Verwaltungsgerichtshof
21.10.1999
96/07/0149
Wenn der von der Feststellung des Erlöschens nach Paragraph 29, Absatz eins, WRG Betroffene kraft Antragstellung rechtlich auch als Betreiber der Anlage (hier Wasserversorgungsanlage) und Konsensträger der Anlage anzusehen war, konnte der Erlöschenstatbestand des Paragraph 27, Absatz eins, Litera c, WRG durch Anschlussverpflichtung bloß seiner Liegenschaft an die öffentliche Wasserversorgungsanlage noch nicht verwirklicht werden.
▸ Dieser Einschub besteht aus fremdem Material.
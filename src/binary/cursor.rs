//! Big-endian byte cursor
//!
//! All Photoshop preset containers are big-endian. [`ByteCursor`] reads
//! fixed-width values and the three string encodings used by those files
//! over a borrowed buffer. Seeking is plain position arithmetic and may move
//! past the end of the buffer; only reads are bounds-checked, and they fail
//! with [`DecodeError::UnexpectedEof`] instead of panicking.

use byteorder::{BigEndian, ByteOrder};

use crate::error::DecodeError;

/// Stateful reader over a fixed byte buffer
#[derive(Debug, Clone)]
pub struct ByteCursor<'a> {
    data: &'a [u8],
    position: usize,
}

impl<'a> ByteCursor<'a> {
    pub const fn new(data: &'a [u8]) -> Self {
        Self { data, position: 0 }
    }

    /// Current absolute offset
    #[inline]
    pub const fn position(&self) -> usize {
        self.position
    }

    /// Total buffer length
    #[inline]
    pub const fn len(&self) -> usize {
        self.data.len()
    }

    #[inline]
    pub const fn is_empty(&self) -> bool {
        self.data.is_empty()
    }

    /// Bytes left between the position and the end of the buffer
    #[inline]
    pub const fn remaining(&self) -> usize {
        self.data.len().saturating_sub(self.position)
    }

    #[inline]
    pub const fn eof(&self) -> bool {
        self.position >= self.data.len()
    }

    /// Move to an absolute offset. Offsets past the end are allowed.
    #[inline]
    pub fn seek(&mut self, position: usize) {
        self.position = position;
    }

    /// Move forward by `count` bytes without reading them
    #[inline]
    pub fn skip(&mut self, count: usize) {
        self.position = self.position.saturating_add(count);
    }

    /// Borrow the next `count` bytes and advance past them
    pub fn read_bytes(&mut self, count: usize) -> Result<&'a [u8], DecodeError> {
        let end = self
            .position
            .checked_add(count)
            .filter(|&end| end <= self.data.len())
            .ok_or(DecodeError::UnexpectedEof {
                offset: self.position,
                needed: count,
                available: self.remaining(),
            })?;
        let bytes = &self.data[self.position..end];
        self.position = end;
        Ok(bytes)
    }

    pub fn read_u8(&mut self) -> Result<u8, DecodeError> {
        self.read_bytes(1).map(|b| b[0])
    }

    pub fn read_u16(&mut self) -> Result<u16, DecodeError> {
        self.read_bytes(2).map(BigEndian::read_u16)
    }

    pub fn read_i16(&mut self) -> Result<i16, DecodeError> {
        self.read_bytes(2).map(BigEndian::read_i16)
    }

    pub fn read_u32(&mut self) -> Result<u32, DecodeError> {
        self.read_bytes(4).map(BigEndian::read_u32)
    }

    pub fn read_i32(&mut self) -> Result<i32, DecodeError> {
        self.read_bytes(4).map(BigEndian::read_i32)
    }

    pub fn read_f32(&mut self) -> Result<f32, DecodeError> {
        self.read_bytes(4).map(BigEndian::read_f32)
    }

    pub fn read_f64(&mut self) -> Result<f64, DecodeError> {
        self.read_bytes(8).map(BigEndian::read_f64)
    }

    /// Read `count` bytes as Latin-1 code points.
    ///
    /// Used for OSType tags and block keys, which are not UTF-8.
    pub fn read_fixed_string(&mut self, count: usize) -> Result<String, DecodeError> {
        let bytes = self.read_bytes(count)?;
        Ok(bytes.iter().map(|&b| char::from(b)).collect())
    }

    /// Read a Pascal string padded so that length byte plus payload is even
    pub fn read_pascal_string(&mut self) -> Result<String, DecodeError> {
        let length = self.read_u8()? as usize;
        let value = self.read_fixed_string(length)?;
        if (length + 1) % 2 != 0 {
            self.skip(1);
        }
        Ok(value)
    }

    /// Read a u32 code-unit count followed by UTF-16BE code units.
    ///
    /// NUL units are dropped wherever they appear; they do not terminate
    /// the string.
    pub fn read_unicode_string(&mut self) -> Result<String, DecodeError> {
        let units = self.read_u32()? as usize;
        let byte_len = units.checked_mul(2).ok_or_else(|| {
            DecodeError::InvalidFormat(format!("Unicode string length overflow: {}", units))
        })?;
        let bytes = self.read_bytes(byte_len)?;

        let utf16: Vec<u16> = bytes
            .chunks_exact(2)
            .map(BigEndian::read_u16)
            .filter(|&unit| unit != 0)
            .collect();
        Ok(String::from_utf16_lossy(&utf16))
    }
}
Zur Verwirklichung des Erlöschenstatbestandes bedurfte es vielmehr des Eintritts des gesetzten Endtermins hinsichtlich aller von der bewilligten Anlage bewilligungsgemäß versorgten Objekte (hier: Dem nunmehr von der Feststellung des Erlöschens nach Paragraph 29, Absatz eins, WRG Betroffenen wurde ursprünglich die wasserrechtliche Bewilligung zur Errichtung einer Wasserversorgungsanlage im Bereich näher genannter Parzellen der Katastralgemeinde römisch zehn "zwecks Versorgung von rund 30 Haushalten mit Trinkwasser und Nutzwasser ..." erteilt. Unter Berufung auf Paragraph 21, WRG wurde "das gegenständliche Wasserrecht befristet bis zum Ausspruch des Anschlusszwanges an die zentrale Wasserversorgungsanlage der Marktgemeinde Y durch die Marktgemeinde Y").